When something isn't right, the natural tendency is to look for the cause within yourself. "What's wrong with me?" is almost always the first question. But sometimes, the more useful question is another: "What's happening around me — and how does it affect me?"

That, in essence, is what the systemic perspective proposes.

Thinking in systems, not isolated individuals

The systemic perspective starts from an apparently simple idea with profound implications: we don't exist in isolation. We're part of systems — family, couple, work, social — and what we feel and do is in constant interaction with those systems.

That doesn't mean individual responsibility doesn't exist. It means that understanding it in context makes it more real and more manageable. Your anxiety isn't just "your" anxiety — it's also the anxiety of a family system that never learned to manage it, the pressure of a work environment that normalises it, or the tension of a relationship that avoids certain topics.

Where does this approach come from?

Systemic therapy has its roots in the family therapy of the 1950s and 60s, with figures like Murray Bowen, Virginia Satir and Salvador Minuchin. But it has evolved far beyond classic family therapy. Today, the systemic perspective is applied to individual, couples and group work as a lens that broadens understanding of what's going on.

What the systemic perspective illuminates

Intergenerational patterns: ways of relating, of expressing (or repressing) emotions, of handling conflict that are passed down from generation to generation without anyone consciously choosing them.

Assigned roles: the responsible one, the mediator, the problematic one, the invisible one.
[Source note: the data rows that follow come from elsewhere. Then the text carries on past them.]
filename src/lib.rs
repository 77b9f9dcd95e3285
pub mod application;
pub mod domain;
pub mod error;
pub mod interfaces;
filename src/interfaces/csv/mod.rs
pub mod payment_writer;
use super::account::{Amount, PaymentInfo};
use rust_decimal::Decimal;
use serde::Serialize;
use std::fmt;

/// Evidence of one successful debit.
///
/// Records are created by the fallback chain and never modified afterwards.
#[derive(Debug, Serialize, PartialEq, Clone)]
pub struct PaymentRecord {
    sequence: u64,
    #[serde(rename = "bank")]
    account_name: String,
    amount: Amount,
    token: String,
}

impl PaymentRecord {
    pub fn new(sequence: u64, info: PaymentInfo) -> Self {
        Self {
            sequence,
            account_name: info.account_name,
            amount: info.amount,
            token: info.token,
        }
    }

    pub fn sequence(&self) -> u64 {
        self.sequence
    }

    pub fn account_name(&self) -> &str {
        &self.account_name
    }

    pub fn amount(&self) -> Amount {
        self.amount
    }

    pub fn token(&self) -> &str {
        &self.token
    }
}

impl fmt::Display for PaymentRecord {
    fn fmt(&self, f: &mut fmt::Formatter<'_>) -> fmt::Result {
        write!(
            f,
            "Order {}: bank {}, amount {}, token {}",
            self.sequence, self.account_name, self.amount, self.token
        )
    }
}

/// Append-only history of the payments made during a session.
#[derive(Debug, Default, Clone)]
pub struct PaymentLog {
    records: Vec<PaymentRecord>,
}

impl PaymentLog {
    pub fn new() -> Self {
        Self::default()
    }

    pub fn append(&mut self, record: PaymentRecord) {
        self.records.push(record);
    }

    /// Walks the records in the order they were appended.
    pub fn iter(&self) -> std::slice::Iter<'_, PaymentRecord> {
        self.records.iter()
    }

    pub fn len(&self) -> usize {
        self.records.len()
    }

    pub fn is_empty(&self) -> bool {
        self.records.is_empty()
    }

    /// Sum of every recorded amount.
    pub fn total(&self) -> Decimal {
        self.records.iter().map(|r| r.amount.value()).sum()
    }
}

impl<'a> IntoIterator for &'a PaymentLog {
    type Item = &'a PaymentRecord;
    type IntoIter = std::slice::Iter<'a, PaymentRecord>;

    fn into_iter(self) -> Self::IntoIter {
        self.iter()
    }
}
//! Application layer orchestrating payments.
//!
//! `FallbackChain` routes a single payment through the banks in order, and
//! `Session` numbers the payments and keeps the log of the ones that went
//! through.

pub mod chain;
pub mod session;
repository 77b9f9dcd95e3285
use std::io::{Error, Write};
use tempfile::NamedTempFile;

/// Writes a bank document with `banks` in the given order.
pub fn bank_file(banks: &[(&str, &str, &str)]) -> Result<NamedTempFile, Error> {
    let entries: Vec<String> = banks
        .iter()
        .map(|(name, balance, token)| {
            format!(r#""{name}": {{"initial_balance": {balance}, "token": "{token}"}}"#)
        })
        .collect();

    let mut file = NamedTempFile::new()?;
    writeln!(file, r#"{{"banks": {{{}}}}}"#, entries.join(", "))?;
    file.flush()?;
    Ok(file)
}

pub fn galicia_entre_rios() -> Result<NamedTempFile, Error> {
    bank_file(&[
        ("Galicia", "1000.0", "token1"),
        ("Entre Rios", "2000.0", "token2"),
    ])
}
use bankchain::application::chain::Outcome;
use bankchain::application::session::{BatchRequest, Session};
use bankchain::domain::account::Amount;
use bankchain::error::PaymentError;
use bankchain::interfaces::csv::payment_writer::PaymentWriter;
use bankchain::interfaces::json::bank_reader::load_accounts;
use clap::Parser;
use log::info;
use miette::{IntoDiagnostic, Result};
use std::fs::File;
use std::io::{self, Write};
use std::path::PathBuf;
use std::str::FromStr;

#[derive(Debug, Clone, Copy, PartialEq)]
enum Mode {
    SingleAmount,
    Batch,
}

impl FromStr for Mode {
    type Err = PaymentError;

    fn from_str(s: &str) -> Result<Self, Self::Err> {
        match s {
            "single-amount" | "auto" => Ok(Mode::SingleAmount),
            "batch" | "list" => Ok(Mode::Batch),
            other => Err(PaymentError::InvalidMode(other.to_string())),
        }
    }
}

#[derive(Parser)]
#[command(author, version, about, long_about = None)]
#[command(after_help = "Example: bankchain banks.json single-amount 100.0")]
struct Cli {
    /// JSON file describing the banks, in the order they are tried
    input: PathBuf,

    /// `single-amount` pays AMOUNT once, `batch` makes several fixed payments
    mode: Mode,

    /// Amount to pay, required in single-amount mode
    #[arg(allow_negative_numbers = true)]
    amount: Option<Amount>,

    /// Number of payments made in batch mode
    #[arg(long, default_value_t = 5)]
    count: usize,

    /// Amount of each payment in batch mode
    #[arg(long, default_value = "500.0")]
    batch_amount: Amount,

    /// Also write the payment history as CSV to this file
    #[arg(long)]
    history: Option<PathBuf>,
}

fn main() -> Result<()> {
    miette::set_panic_hook();
    env_logger::Builder::from_env(env_logger::Env::default().default_filter_or("warn")).init();

    let cli = Cli::parse();
    info!("loading banks from {}", cli.input.display());

    let accounts = load_accounts(&cli.input)?;
    let mut session = Session::new(accounts);

    let outcomes: Vec<Outcome> = match cli.mode {
        Mode::SingleAmount => {
            let amount = cli.amount.ok_or(PaymentError::MissingAmount)?;
            vec![session.process_single(amount.value())?]
        }
        Mode::Batch => session.process_batch(BatchRequest {
            count: cli.count,
            amount: cli.batch_amount.value(),
        })?,
    };

    let stdout = io::stdout();
    let mut out = stdout.lock();
    for outcome in &outcomes {
        writeln!(out, "{outcome}").into_diagnostic()?;
    }

    writeln!(out, "Payment history:").into_diagnostic()?;
    for record in session.log() {
        writeln!(out, "  {record}").into_diagnostic()?;
    }
    writeln!(out, "Final balances:").into_diagnostic()?;
    for account in session.accounts() {
        writeln!(out, "  {account}").into_diagnostic()?;
    }

    if let Some(path) = cli.history {
        let file = File::create(&path).into_diagnostic()?;
        PaymentWriter::new(file).write_log(session.log())?;
        info!("payment history written to {}", path.display());
    }

    Ok(())
}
Many people arrive at therapy without knowing they've spent their whole life playing a role they never chose.

Invisible loyalties: decisions we make — or avoid — out of unconscious fidelity to our system of origin. "In my family we don't talk about these things" isn't just a phrase: it's a systemic mandate that conditions your capacity to be authentic.

Sometimes, what looks like an individual problem is the expression of something happening in the system.

Systemic work in individual therapy

You don't need to bring your family to session to work from a systemic perspective. In individual work, this lens is applied by exploring the systems you belong to and how they influence your current experience.

What role do you occupy in your family? What mandates have you inherited? How were emotions handled in your home? What was allowed and what was forbidden? These questions open layers of understanding that purely individual analysis can't reach.

The systemic perspective within an integrative approach

In my work, the systemic perspective functions as the context in which the other approaches sit. IFS works with inner parts; the systemic lens asks where those parts come from. EMDR processes traumatic experiences; the systemic lens places them in the relational network where they occurred. Gestalt works in the here and now; the systemic lens remembers that this "here and now" has history.

It's especially relevant in couples counselling, where the patterns of each system of origin meet, clash and negotiate within the current relationship.